The Sunday Doonesbury comic strip features a confrontation between baby boomer father Rick Redfern and his Gen Y son Jeff (who is 25 & still living with his folks) over how Jeff is wasting his time online. Jeff puts Dad in his place by pointing out:
I spent the morning in my office at my private foundation on Second Life, where my avatar raised nearly $600 which I then took to donorschoose.org to buy textbooks for a class I adopted.

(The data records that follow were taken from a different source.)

use std::{
    fs,
    path::{Path, PathBuf},
};

use alloy_primitives::{keccak256, Address};
use anyhow::{anyhow, Context, Result};
use clap::{Parser, Subcommand};
use regex::Regex;
use serde_json::{json, Value};
use time::{format_description::well_known::Rfc3339, OffsetDateTime};
use tracing::info;
use tracing_subscriber::EnvFilter;
use wallet_guard::{decoder::selector, relay::relay_sign_hash, CallBatchExecutor, Clock, PolicyDocument, SystemClock};
use wallet_guard_types::{batch_hash, compose_nonce, nonce_timestamp, Call, RelayedTransaction};

/// Operator tooling for the wallet guard: dry-run batches against a policy document and
/// compute the values clients need to build relayed transactions.
#[derive(Parser, Debug)]
#[command(author, version, about)]
struct Cli {
    #[command(subcommand)]
    command: Command,
}

#[derive(Subcommand, Debug)]
enum Command {
    /// Authorise a batch against a policy without executing it, and write a JSON report.
    Check {
        /// Policy document (registries, wallets, config).
        #[arg(long, env = "GUARD_POLICY")]
        policy: PathBuf,

        /// JSON array of calls (`{ "to", "value", "data" }`).
        #[arg(long)]
        batch: PathBuf,

        /// Wallet the batch runs as; must be declared in the policy.
        #[arg(long)]
        wallet: Address,

        /// Evaluation time (unix seconds); defaults to now.
        #[arg(long)]
        now: Option<u64>,

        /// Where to write the report; stdout only if omitted.
        #[arg(long)]
        report: Option<PathBuf>,
    },

    /// Print the 4-byte selector of a function signature, eg `approve(address,uint256)`.
    Selector { signature: String },

    /// Compose a relay nonce from a timestamp and a sequence number.
    Nonce {
        /// Unix seconds; defaults to now.
        #[arg(long)]
        timestamp: Option<u64>,

        #[arg(long, default_value_t = 0)]
        sequence: u64,
    },

    /// Print the digest signers must sign for a relayed transaction.
    SignHash {
        #[arg(long, env = "GUARD_POLICY")]
        policy: PathBuf,

        /// Relayed transaction JSON.
        #[arg(long)]
        tx: PathBuf,

        /// Address of the guard module.
        #[arg(long, env = "GUARD_MODULE")]
        module: Address,
    },
}

fn main() -> Result<()> {
    dotenv::dotenv().ok();
    tracing_subscriber::fmt()
        .with_env_filter(EnvFilter::try_from_default_env().unwrap_or_else(|_| EnvFilter::new("info")))
        .with_writer(std::io::stderr)
        .init();

    let cli = Cli::parse();
    match cli.command {
        Command::Check {
            policy,
            batch,
            wallet,
            now,
            report,
        } => {
            let now = now.unwrap_or_else(|| SystemClock.now());
            let report_json = check_batch(&policy, &batch, wallet, now)?;
            println!("{}", serde_json::to_string_pretty(&report_json)?);
            if let Some(path) = report {
                write_json_atomic(&path, &report_json)?;
                info!(path = %path.display(), "report written");
            }
        }
        Command::Selector { signature } => {
            println!("0x{}", alloy_primitives::hex::encode(selector_of(&signature)?));
        }
        Command::Nonce { timestamp, sequence } => {
            let timestamp = timestamp.unwrap_or_else(|| SystemClock.now());
            let nonce = compose_nonce(timestamp, sequence);
            println!("{nonce:#x}");
            info!(timestamp = nonce_timestamp(nonce), sequence, "nonce composed");
        }
        Command::SignHash { policy, tx, module } => {
            let policy = load_policy(&policy)?;
            let tx: RelayedTransaction = read_json(&tx)?;
            println!("{}", relay_sign_hash(module, policy.config.chain_id, &tx));
        }
    }
    Ok(())
}

fn check_batch(policy_path: &Path, batch_path: &Path, wallet: Address, now: u64) -> Result<Value> {
    let policy = load_policy(policy_path)?;
    let calls: Vec<Call> = read_json(batch_path)?;

    let registries = policy
        .build_registries(now)
        .context("failed building registries from policy")?;
    let wallets = policy
        .build_wallets(&registries)
        .context("failed building wallets from policy")?;
    let wallet = wallets
        .get(wallet)
        .ok_or_else(|| anyhow!("wallet {wallet} is not declared in {}", policy_path.display()))?;

    let per_call: Vec<Value> = calls
        .iter()
        .enumerate()
        .map(|(index, call)| {
            let auth = registries.authorise(&wallet.lists, wallet.address, call, now);
            json!({
                "index": index,
                "to": call.to,
                "value": call.value,
                "selector": selector(&call.data).ok().map(|s| format!("0x{}", alloy_primitives::hex::encode(s))),
                "authorisation": auth,
            })
        })
        .collect();

    let verdict = CallBatchExecutor::new(&registries).authorise(wallet, &calls, now);
    let authorised = verdict.is_ok();
    let checked_at = OffsetDateTime::now_utc()
        .format(&Rfc3339)
        .unwrap_or_else(|_| "unknown".to_string());

    let mut report = json!({
        "wallet": wallet.address,
        "batch_hash": batch_hash(&calls),
        "evaluated_at": now,
        "checked_at": checked_at,
        "authorised": authorised,
        "calls": per_call,
    });
    if let Err(err) = &verdict {
        report["failure"] = json!({ "index": err.index(), "reason": err.reason() });
    }
    info!(
        wallet = %wallet.address,
        calls = calls.len(),
        authorised,
        "batch checked"
    );
    Ok(report)
}

/// Selector of a canonical signature such as `transfer(address,uint256)`.
fn selector_of(signature: &str) -> Result<[u8; 4]> {
    let re = Regex::new(r"^[A-Za-z_][A-Za-z0-9_]*\([A-Za-z0-9_,\[\]() ]*\)$")?;
    let signature = signature.trim();
    if !re.is_match(signature) {
        return Err(anyhow!("not a function signature: {signature}"));
    }
    let canonical = signature.replace(' ', "");
    let hash = keccak256(canonical.as_bytes());
    let mut sel = [0u8; 4];
    sel.copy_from_slice(&hash[..4]);
    Ok(sel)
}

fn load_policy(path: &Path) -> Result<PolicyDocument> {
    let raw = fs::read_to_string(path).with_context(|| format!("failed reading {}", path.display()))?;
    PolicyDocument::from_json(&raw).with_context(|| format!("invalid policy in {}", path.display()))
}

fn read_json<T: serde::de::DeserializeOwned>(path: &Path) -> Result<T> {
    let raw = fs::read_to_string(path).with_context(|| format!("failed reading {}", path.display()))?;
    serde_json::from_str(&raw).with_context(|| format!("failed parsing JSON in {}", path.display()))
}

fn write_json_atomic(path: &Path, value: &Value) -> Result<()> {
    let parent = path.parent().unwrap_or_else(|| Path::new("."));
    if !parent.as_os_str().is_empty() && !parent.exists() {
        fs::create_dir_all(parent)
            .with_context(|| format!("failed creating directory {}", parent.display()))?;
    }

    let serialised = serde_json::to_string_pretty(value).context("failed serialising report JSON")?;
    let tmp_path = tmp_path_for(path);
    fs::write(&tmp_path, serialised.as_bytes())
        .with_context(|| format!("failed writing temp file {}", tmp_path.display()))?;
    fs::rename(&tmp_path, path).with_context(|| format!("failed replacing {}", path.display()))?;
    Ok(())
}

fn tmp_path_for(path: &Path) -> PathBuf {
    let mut tmp = path.as_os_str().to_os_string();
    tmp.push(".tmp");
    PathBuf::from(tmp)
}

DonorsChoose (EIN 13-4129457 Form 990) operates a web site where teachers in public schools can post proposals for funding learning materials or activities. Potential donors can scan the proposals and fund them as they wish. Donors Choose then purchases the materials or activities and delivers them to the teacher. Then there's follow up with thank you letters from students and the teacher, photos, and an expense report. (I'm picking up this information from the organization's June 30, 2006 financial statement, available on its web site.)
The brilliant thing about DonorsChoose is that it gets teachers to do an enormous amount of work for extremely small grants, and yet DonorsChoose and founder Charles Best gets the attention and the credit. Mr. Best, no longer a teacher, now spends its time working on bigger deals: DC is on the verge of closing on $11 million in funding from Pierre Omidyar (EBay), David Filo (Yahoo), longtime Vinod Khosla (a venture capitalist) and Reed Hastings (Netflix).
The June 30, 2006 Form 990 shows that organization took in $7.8 million in contributions and paid out $2.6 million in student resources. The expense side is listed in a separate schedule on page 16 of the Form 990 rather than on line 22 or 23 on page 2, which is where I would have expected to find it (along with a schedule showing who received the grants and how much).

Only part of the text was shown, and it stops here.